Data listing »
== Segment start ==
pub mod attestation;
pub mod config;
pub mod error;
pub mod extractor;
pub mod metrics;
pub mod price_feed;
pub mod rational;
pub mod server;
pub mod time;

use std::path::PathBuf;
use std::sync::Arc;
use std::time::Duration;

use clap::Parser;
use notary_lib::SigningContext;
use notary_sgx::{enforce_sgx_startup, Enclave};
use tracing::info;

use crate::config::NotaryConfig;
use crate::error::HostResult;
use crate::server::api::enclave_info::{build_enclave_info, EnclaveInfoResponse};
use crate::time::{AuthenticatedTimeClient, TimeSource};

/// Per-request timeout on outbound HTTPS calls; retries are on top.
const HTTP_REQUEST_TIMEOUT: Duration = Duration::from_secs(10);

#[derive(Debug, Clone, Parser)]
#[command(
    name = "notary-host",
    about = "TEE notarization backend for the Aleo oracle",
    long_about = None
)]
pub struct Cli {
    #[arg(long, require_equals = true, default_value = "0.0.0.0:8080")]
    /// Server bind address
    /// [default: 0.0.0.0:8080]
    pub address: String,

    #[arg(long, require_equals = true, default_value = "16")]
    /// Limit the max number of in-flight notarization requests
    pub concurrency_limit: usize,

    #[arg(long, require_equals = true)]
    pub log_path: Option<PathBuf>,

    #[arg(long, require_equals = true, default_value = "7")]
    pub max_log: usize,

    #[arg(long, require_equals = true)]
    /// Path to a config file replacing the embedded configuration. The
    /// embedded one is part of the enclave measurement; overriding it
    /// changes what verifiers see.
    pub config_path: Option<PathBuf>,

    #[arg(long, require_equals = true, env = "RUST_LOG", default_value = "info")]
    /// Set the log level
    pub log_level: String,
}

/// Shared per-process state handed to every handler.
///
/// The signing context and the enclave handle are the only globally
/// contended resources; both carry their own mutex and handlers must not
/// hold either across unrelated work.
#[derive(Clone)]
pub struct AppState {
    pub opts: Cli,
    pub config: Arc<NotaryConfig>,
    pub signer: Arc<SigningContext>,
    pub enclave: Arc<Enclave>,
    pub enclave_info: Arc<EnclaveInfoResponse>,
    pub time: Arc<dyn TimeSource>,
    pub http: reqwest::Client,
}

impl AppState {
    /// Validate the configuration, generate the enclave keypair, run the
    /// SGX self-check and memoise the enclave-info response. Any failure
    /// here is fatal.
    pub fn init(opts: Cli) -> HostResult<Self> {
        let config = Arc::new(NotaryConfig::load(opts.config_path.as_deref())?);
        info!(
            tokens = config.tokens.len(),
            exchanges = config.exchanges.len(),
            whitelist = config.whitelist.len(),
            "configuration loaded"
        );

        let signer = Arc::new(SigningContext::generate().map_err(crate::error::HostError::from)?);
        info!(address = signer.address(), "signing context initialized");

        let enclave = Arc::new(Enclave::new());
        let report = enforce_sgx_startup(&enclave).map_err(crate::error::HostError::from)?;
        let enclave_info = Arc::new(build_enclave_info(&report, signer.address()));

        let http = reqwest::Client::builder()
            .timeout(HTTP_REQUEST_TIMEOUT)
            .user_agent(concat!("notary-host/", env!("CARGO_PKG_VERSION")))
            .build()
            .map_err(|e| crate::error::HostError::Anyhow(e.into()))?;
        let time: Arc<dyn TimeSource> = Arc::new(AuthenticatedTimeClient::new(
            http.clone(),
            config.attestation_time_service.clone(),
        ));

        Ok(Self { opts, config, signer, enclave, enclave_info, time, http })
    }
}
== Segment end ==
Problem statement » Leaving out all lines before the one containing "let http = reqwest::Client::builder()", copy that line and the rest through the end of the listing above exactly.

Response box »
        let http = reqwest::Client::builder()
            .timeout(HTTP_REQUEST_TIMEOUT)
            .user_agent(concat!("notary-host/", env!("CARGO_PKG_VERSION")))
            .build()
            .map_err(|e| crate::error::HostError::Anyhow(e.into()))?;
        let time: Arc<dyn TimeSource> = Arc::new(AuthenticatedTimeClient::new(
            http.clone(),
            config.attestation_time_service.clone(),
        ));

        Ok(Self { opts, config, signer, enclave, enclave_info, time, http })
    }
}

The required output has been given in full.